======== Given data
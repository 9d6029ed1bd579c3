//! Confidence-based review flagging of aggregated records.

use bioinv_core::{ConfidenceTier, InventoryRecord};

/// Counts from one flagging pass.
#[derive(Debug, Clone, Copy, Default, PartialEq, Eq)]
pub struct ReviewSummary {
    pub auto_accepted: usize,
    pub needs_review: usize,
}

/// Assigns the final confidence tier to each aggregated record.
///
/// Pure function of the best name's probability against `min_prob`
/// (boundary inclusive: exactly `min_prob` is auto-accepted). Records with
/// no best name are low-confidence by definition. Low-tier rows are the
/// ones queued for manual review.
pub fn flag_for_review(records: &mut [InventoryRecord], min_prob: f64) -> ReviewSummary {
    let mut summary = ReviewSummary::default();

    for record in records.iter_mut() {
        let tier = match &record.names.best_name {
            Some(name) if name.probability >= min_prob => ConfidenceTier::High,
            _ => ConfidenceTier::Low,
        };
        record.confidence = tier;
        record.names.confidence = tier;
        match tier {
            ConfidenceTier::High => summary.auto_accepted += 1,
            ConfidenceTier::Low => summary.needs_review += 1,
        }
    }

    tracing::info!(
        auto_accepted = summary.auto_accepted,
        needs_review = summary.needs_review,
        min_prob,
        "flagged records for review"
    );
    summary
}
================
======== Given data
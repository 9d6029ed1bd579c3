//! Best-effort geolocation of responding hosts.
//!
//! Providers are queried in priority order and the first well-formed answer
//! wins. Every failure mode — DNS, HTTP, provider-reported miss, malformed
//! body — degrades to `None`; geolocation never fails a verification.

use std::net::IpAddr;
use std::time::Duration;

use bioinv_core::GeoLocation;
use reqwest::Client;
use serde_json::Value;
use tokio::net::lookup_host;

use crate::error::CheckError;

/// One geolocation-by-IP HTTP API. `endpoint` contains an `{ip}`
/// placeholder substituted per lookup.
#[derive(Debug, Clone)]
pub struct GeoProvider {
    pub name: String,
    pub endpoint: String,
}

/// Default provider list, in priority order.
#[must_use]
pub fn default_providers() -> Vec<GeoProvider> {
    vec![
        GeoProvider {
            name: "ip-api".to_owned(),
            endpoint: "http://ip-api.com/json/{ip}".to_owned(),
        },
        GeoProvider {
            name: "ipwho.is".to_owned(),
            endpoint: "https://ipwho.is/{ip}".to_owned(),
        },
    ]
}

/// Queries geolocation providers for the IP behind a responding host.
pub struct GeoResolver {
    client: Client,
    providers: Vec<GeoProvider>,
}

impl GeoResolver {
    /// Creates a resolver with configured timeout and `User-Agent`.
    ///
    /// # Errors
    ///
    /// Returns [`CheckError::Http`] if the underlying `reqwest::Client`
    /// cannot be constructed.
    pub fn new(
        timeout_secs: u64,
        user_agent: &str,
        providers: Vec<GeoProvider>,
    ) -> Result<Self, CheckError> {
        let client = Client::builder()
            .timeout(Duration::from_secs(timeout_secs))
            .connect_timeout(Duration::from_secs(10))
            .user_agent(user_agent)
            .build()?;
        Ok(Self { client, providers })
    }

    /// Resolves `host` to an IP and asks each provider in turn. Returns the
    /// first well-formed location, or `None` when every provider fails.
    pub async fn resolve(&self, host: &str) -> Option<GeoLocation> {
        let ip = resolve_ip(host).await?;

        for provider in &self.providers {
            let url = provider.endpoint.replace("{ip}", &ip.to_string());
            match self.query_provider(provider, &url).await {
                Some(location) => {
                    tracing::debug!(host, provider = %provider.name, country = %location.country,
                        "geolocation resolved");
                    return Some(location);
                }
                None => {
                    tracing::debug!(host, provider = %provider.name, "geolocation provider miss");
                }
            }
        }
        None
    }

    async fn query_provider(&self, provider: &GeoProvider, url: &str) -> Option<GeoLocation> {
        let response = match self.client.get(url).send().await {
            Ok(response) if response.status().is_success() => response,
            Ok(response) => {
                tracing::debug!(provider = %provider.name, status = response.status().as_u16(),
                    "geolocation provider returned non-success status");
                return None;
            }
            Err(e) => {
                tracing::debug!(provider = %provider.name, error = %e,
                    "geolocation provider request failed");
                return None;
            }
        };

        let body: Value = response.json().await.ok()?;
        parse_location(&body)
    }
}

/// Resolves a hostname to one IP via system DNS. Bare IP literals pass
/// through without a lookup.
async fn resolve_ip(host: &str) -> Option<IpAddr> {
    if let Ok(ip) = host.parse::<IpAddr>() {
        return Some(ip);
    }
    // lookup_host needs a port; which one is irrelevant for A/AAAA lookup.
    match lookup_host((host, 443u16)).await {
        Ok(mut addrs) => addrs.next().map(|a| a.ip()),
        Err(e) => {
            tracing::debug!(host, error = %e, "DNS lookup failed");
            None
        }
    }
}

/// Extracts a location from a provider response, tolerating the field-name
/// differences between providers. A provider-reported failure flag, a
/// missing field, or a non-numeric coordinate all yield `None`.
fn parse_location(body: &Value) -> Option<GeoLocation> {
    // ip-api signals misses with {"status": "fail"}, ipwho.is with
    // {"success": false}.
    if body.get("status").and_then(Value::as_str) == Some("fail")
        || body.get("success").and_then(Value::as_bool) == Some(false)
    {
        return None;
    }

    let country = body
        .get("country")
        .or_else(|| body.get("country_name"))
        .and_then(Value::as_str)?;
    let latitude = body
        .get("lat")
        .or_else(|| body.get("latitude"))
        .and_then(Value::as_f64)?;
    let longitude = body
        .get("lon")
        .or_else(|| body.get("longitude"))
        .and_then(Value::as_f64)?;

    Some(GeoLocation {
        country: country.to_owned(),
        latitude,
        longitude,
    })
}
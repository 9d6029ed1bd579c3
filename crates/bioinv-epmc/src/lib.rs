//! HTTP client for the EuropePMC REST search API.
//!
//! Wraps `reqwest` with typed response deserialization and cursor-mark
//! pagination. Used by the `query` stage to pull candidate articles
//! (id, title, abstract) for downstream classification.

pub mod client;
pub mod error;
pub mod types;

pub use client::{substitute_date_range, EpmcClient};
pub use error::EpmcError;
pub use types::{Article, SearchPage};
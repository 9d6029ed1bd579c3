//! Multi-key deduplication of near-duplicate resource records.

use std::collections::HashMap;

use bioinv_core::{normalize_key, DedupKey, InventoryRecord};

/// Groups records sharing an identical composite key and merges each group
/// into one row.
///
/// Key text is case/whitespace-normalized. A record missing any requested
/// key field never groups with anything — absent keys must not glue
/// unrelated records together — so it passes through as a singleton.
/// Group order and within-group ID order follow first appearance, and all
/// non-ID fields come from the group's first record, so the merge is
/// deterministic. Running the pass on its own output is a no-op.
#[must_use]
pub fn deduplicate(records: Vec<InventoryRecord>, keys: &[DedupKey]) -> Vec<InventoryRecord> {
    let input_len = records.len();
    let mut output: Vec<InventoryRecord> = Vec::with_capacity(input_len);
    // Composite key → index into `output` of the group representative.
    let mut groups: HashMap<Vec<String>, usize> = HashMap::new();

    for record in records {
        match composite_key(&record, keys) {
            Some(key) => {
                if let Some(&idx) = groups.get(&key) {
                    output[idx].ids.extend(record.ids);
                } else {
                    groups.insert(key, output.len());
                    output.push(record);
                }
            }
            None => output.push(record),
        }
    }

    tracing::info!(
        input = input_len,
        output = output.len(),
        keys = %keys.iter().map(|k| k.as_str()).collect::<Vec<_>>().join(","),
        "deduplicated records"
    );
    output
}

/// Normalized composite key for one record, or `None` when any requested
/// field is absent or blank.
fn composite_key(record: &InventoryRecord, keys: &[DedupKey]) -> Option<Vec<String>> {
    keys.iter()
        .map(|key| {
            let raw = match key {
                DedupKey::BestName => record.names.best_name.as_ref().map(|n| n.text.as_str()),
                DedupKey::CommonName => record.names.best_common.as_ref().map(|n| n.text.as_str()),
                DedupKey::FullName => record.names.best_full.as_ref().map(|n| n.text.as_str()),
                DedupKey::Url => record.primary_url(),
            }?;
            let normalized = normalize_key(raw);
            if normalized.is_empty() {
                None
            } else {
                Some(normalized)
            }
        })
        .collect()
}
================
#### [Directions for this task]
Show every line of the entries above where the word "flagging" occurs.

#### [Task solution]
//! Confidence-based review flagging of aggregated records.
/// Counts from one flagging pass.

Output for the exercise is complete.